It is not always the case that genetic alterations that shorten life span are interesting. There are many ways to disrupt a complex system, and only some of those disruptions are relevant to aging. Researchers are exploring the transfer of RNA between cells in nematode worms, showing that excessive RNA uptake can lead to a reduced life span. However, this may only be relevant to aging if these regulatory processes become maladaptively changed later in life. Otherwise, it is just another way to disrupt the complex regulatory systems of a living organism.
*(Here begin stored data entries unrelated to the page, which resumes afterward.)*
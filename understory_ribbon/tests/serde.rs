// Copyright 2025 the Understory Authors
// SPDX-License-Identifier: Apache-2.0 OR MIT

//! Configuration files written by hosts load back into equal values.

#![cfg(feature = "serde")]

use kurbo::Insets;
use understory_ribbon::{
    DeviceClass, Dimension, ItemsPerDeviceClass, SectionConfiguration, SectionLayoutKind,
};

#[test]
fn configuration_survives_json() {
    let config = SectionConfiguration::new(SectionLayoutKind::horizontal(
        Dimension::Absolute(120.0),
        vec![Dimension::Estimated(200.0), Dimension::FractionalWidth(0.3)],
    ))
    .with_section_insets(Insets::new(16.0, 0.0, 16.0, 8.0));

    let json = serde_json::to_string(&config).expect("serialize");
    let back: SectionConfiguration = serde_json::from_str(&json).expect("deserialize");
    assert_eq!(back, config);
}

#[test]
fn device_table_with_override_survives_json() {
    let config = SectionConfiguration::new(SectionLayoutKind::single(ItemsPerDeviceClass {
        aspect_ratio: 1.5,
        device_class_override: Some(DeviceClass::Tv),
        ..ItemsPerDeviceClass::default()
    }));
    let json = serde_json::to_string(&config).expect("serialize");
    let back: SectionConfiguration = serde_json::from_str(&json).expect("deserialize");
    assert_eq!(back, config);
    assert_eq!(back.validate(), Ok(()));
}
Intertissue RNA transport has recently been identified as a novel signaling mechanism. In mammals, there is growing evidence that small RNA transfer between cells is widespread and utilized in various physiological contexts. In the nematode C. elegans, a similar mechanism is facilitated by the systemic RNAi pathway. Members of the SID protein family are involved in different stages of cellular RNA uptake and export.
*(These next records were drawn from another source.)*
// Copyright 2025 the Understory Authors
// SPDX-License-Identifier: Apache-2.0 OR MIT

//! Layout adapter: stack arranged sections into one list.
//!
//! [`understory_ribbon::LayoutPlan::arrange`] produces frames in
//! section-local coordinates. [`StackedSections`] places those sections one
//! below the other, the way a vertical list shows them, and answers frame and
//! count queries in list content coordinates. An optional list header sits
//! above the first section and pushes every section down by its height.
//!
//! ## Example
//!
//! ```no_run
//! use kurbo::{Point, Size};
//! use understory_ribbon::{
//!     Dimension, LayoutEnvironment, SectionBoundaries, SectionConfiguration, plan,
//! };
//! use understory_ribbon_focus::adapters::layout::StackedSections;
//! use understory_ribbon_focus::{FocusCoordinator, FocusTransition, ItemCoord, ScrollBehavior};
//!
//! let env = LayoutEnvironment::new(Size::new(400.0, 800.0));
//! let config = SectionConfiguration::default();
//! let frames: Vec<_> = (0..3)
//!     .map(|section| {
//!         let boundaries = SectionBoundaries::header(Dimension::Absolute(30.0));
//!         plan(section, &config, &env, boundaries).arrange(6)
//!     })
//!     .collect();
//! let list = StackedSections::new(&frames, 20.0);
//!
//! let mut coordinator = FocusCoordinator::new();
//! coordinator.record_transition_completed(FocusTransition::entering(ItemCoord::new(1, 2)));
//! let offset =
//!     coordinator.target_scroll_offset(Point::ZERO, ScrollBehavior::SectionPaging, &list);
//! assert_eq!(offset.y, list.section_origin(1).unwrap().y);
//! ```

use alloc::vec::Vec;

use kurbo::{Insets, Point, Rect, Size, Vec2};
use understory_ribbon::{Dimension, SectionFrames};

use crate::{FocusGeometry, ItemCoord, SectionCounts};

/// Height of the list header when the host does not supply one.
pub const DEFAULT_LIST_HEADER_HEIGHT: Dimension = Dimension::Estimated(44.0);

/// Arranged sections stacked vertically with a fixed spacing.
#[derive(Clone, Debug)]
pub struct StackedSections<'a> {
    sections: &'a [SectionFrames],
    origins: Vec<f64>,
    content_height: f64,
    content_inset: Insets,
    list_header: Option<Rect>,
}

impl<'a> StackedSections<'a> {
    /// Stacks `sections` from the top, `section_spacing` apart.
    ///
    /// Negative or non-finite spacing counts as zero.
    #[must_use]
    pub fn new(sections: &'a [SectionFrames], section_spacing: f64) -> Self {
        let spacing = if section_spacing.is_finite() {
            section_spacing.max(0.0)
        } else {
            0.0
        };
        let mut origins = Vec::with_capacity(sections.len());
        let mut y = 0.0;
        for (index, frames) in sections.iter().enumerate() {
            if index > 0 {
                y += spacing;
            }
            origins.push(y);
            y += frames.size.height;
        }
        Self {
            sections,
            origins,
            content_height: y,
            content_inset: Insets::ZERO,
            list_header: None,
        }
    }

    /// Places a full-width header of `height` above the first section.
    ///
    /// `height` resolves against `container`; a non-positive or non-finite
    /// height removes the header. Section spacing does not apply between the header and the
    /// first section.
    #[must_use]
    pub fn with_list_header(mut self, height: Dimension, container: Size) -> Self {
        let value = height.value();
        let header = (value.is_finite() && value > 0.0).then(|| {
            let width = Dimension::FractionalWidth(1.0).resolve(container);
            Rect::new(0.0, 0.0, width, height.resolve(container))
        });
        let old = self.list_header.map_or(0.0, |r| r.height());
        let shift = header.map_or(0.0, |r| r.height()) - old;
        for y in &mut self.origins {
            *y += shift;
        }
        self.content_height += shift;
        self.list_header = header;
        self
    }

    /// Frame of the list header, if there is one.
    #[must_use]
    pub fn list_header_frame(&self) -> Option<Rect> {
        self.list_header
    }

    /// Sets the inset of the list content inside its scroll container.
    #[must_use]
    pub fn with_content_inset(mut self, inset: Insets) -> Self {
        self.content_inset = inset;
        self
    }

    /// Top-left corner of `section` in list content coordinates.
    #[must_use]
    pub fn section_origin(&self, section: usize) -> Option<Point> {
        self.origins.get(section).map(|y| Point::new(0.0, *y))
    }

    /// Height of the list header and all sections together, spacing included.
    #[must_use]
    pub fn content_height(&self) -> f64 {
        self.content_height
    }

    fn offset(&self, section: usize) -> Option<(&'a SectionFrames, Vec2)> {
        let frames = self.sections.get(section)?;
        let y = *self.origins.get(section)?;
        Some((frames, Vec2::new(0.0, y)))
    }
}

impl FocusGeometry for StackedSections<'_> {
    fn header_frame(&self, section: usize) -> Option<Rect> {
        let (frames, offset) = self.offset(section)?;
        frames.header.map(|header| header + offset)
    }

    fn item_frame(&self, coord: ItemCoord) -> Option<Rect> {
        let (frames, offset) = self.offset(coord.section)?;
        frames.items.get(coord.item).map(|item| *item + offset)
    }

    fn content_inset(&self) -> Insets {
        self.content_inset
    }
}

impl SectionCounts for StackedSections<'_> {
    fn section_count(&self) -> usize {
        self.sections.len()
    }

    fn item_count(&self, section: usize) -> usize {
        self.sections.get(section).map_or(0, SectionFrames::item_count)
    }
}

#[cfg(test)]
mod tests {
    use alloc::vec;
    use alloc::vec::Vec;

    use kurbo::{Insets, Rect, Size};
    use understory_ribbon::{
        Dimension, LayoutEnvironment, SectionBoundaries, SectionConfiguration, SectionFrames,
        plan,
    };

    use super::{DEFAULT_LIST_HEADER_HEIGHT, StackedSections};
    use crate::{FocusGeometry, ItemCoord, SectionCounts};

    fn sections() -> Vec<SectionFrames> {
        let env = LayoutEnvironment::new(Size::new(400.0, 800.0));
        let config = SectionConfiguration::default();
        vec![
            plan(0, &config, &env, SectionBoundaries::header(Dimension::Absolute(30.0))).arrange(3),
            plan(1, &config, &env, SectionBoundaries::NONE).arrange(0),
            plan(2, &config, &env, SectionBoundaries::header(Dimension::Absolute(30.0))).arrange(5),
        ]
    }

    #[test]
    fn sections_stack_with_spacing() {
        let frames = sections();
        let list = StackedSections::new(&frames, 10.0);

        // Section 0: 30 header + 80 row; section 1 is empty.
        assert_eq!(list.section_origin(0).map(|p| p.y), Some(0.0));
        assert_eq!(list.section_origin(1).map(|p| p.y), Some(120.0));
        assert_eq!(list.section_origin(2).map(|p| p.y), Some(130.0));
        assert_eq!(list.content_height(), 240.0);

        assert_eq!(
            list.header_frame(2),
            Some(Rect::new(0.0, 130.0, 400.0, 160.0))
        );
        assert_eq!(
            list.item_frame(ItemCoord::new(2, 1)),
            Some(Rect::new(86.0, 160.0, 166.0, 240.0))
        );
        assert_eq!(list.header_frame(1), None);
        assert_eq!(list.item_frame(ItemCoord::new(0, 7)), None);
        assert_eq!(list.header_frame(5), None);
    }

    #[test]
    fn counts_and_inset_come_from_the_frames() {
        let frames = sections();
        let list = StackedSections::new(&frames, f64::NAN)
            .with_content_inset(Insets::new(0.0, 64.0, 0.0, 0.0));
        assert_eq!(list.section_count(), 3);
        assert_eq!(list.item_count(0), 3);
        assert_eq!(list.item_count(1), 0);
        assert_eq!(list.item_count(3), 0);
        assert_eq!(list.content_inset().y0, 64.0);
        assert_eq!(list.section_origin(1).map(|p| p.y), Some(110.0));
    }

    #[test]
    fn list_header_pushes_sections_down() {
        let frames = sections();
        let container = Size::new(400.0, 800.0);
        let list = StackedSections::new(&frames, 10.0)
            .with_list_header(DEFAULT_LIST_HEADER_HEIGHT, container);

        assert_eq!(
            list.list_header_frame(),
            Some(Rect::new(0.0, 0.0, 400.0, 44.0))
        );
        assert_eq!(list.section_origin(0).map(|p| p.y), Some(44.0));
        assert_eq!(list.section_origin(2).map(|p| p.y), Some(174.0));
        assert_eq!(list.content_height(), 284.0);
        assert_eq!(
            list.header_frame(2),
            Some(Rect::new(0.0, 174.0, 400.0, 204.0))
        );

        // Replacing the header shifts by the difference; zero removes it.
        let list = list.with_list_header(Dimension::FractionalHeight(0.1), container);
        assert_eq!(list.section_origin(0).map(|p| p.y), Some(80.0));
        let list = list.with_list_header(Dimension::ZERO, container);
        assert_eq!(list.list_header_frame(), None);
        assert_eq!(list.section_origin(2).map(|p| p.y), Some(130.0));
        assert_eq!(list.content_height(), 240.0);
    }
}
The key step in systemic RNA interference (RNAi) is the import of extracellular RNAs through the conserved double-stranded RNA (dsRNA)-gated channel SID-1. To understand the role of RNAs as intertissue signaling molecules, researchers modified the function of SID-1 in specific tissues of C. elegans. They found that overexpression of sid-1 in the worm’s intestine, muscle, or neurons resulted in a shortened life span. This reduction in lifespan was linked to systemic RNA signaling, as silencing components of the SID family attenuated the effects of overexpression. Further research on non-coding RNA pathways also supported the idea that disrupting systemic RNA signaling can lead to a decrease in lifespan.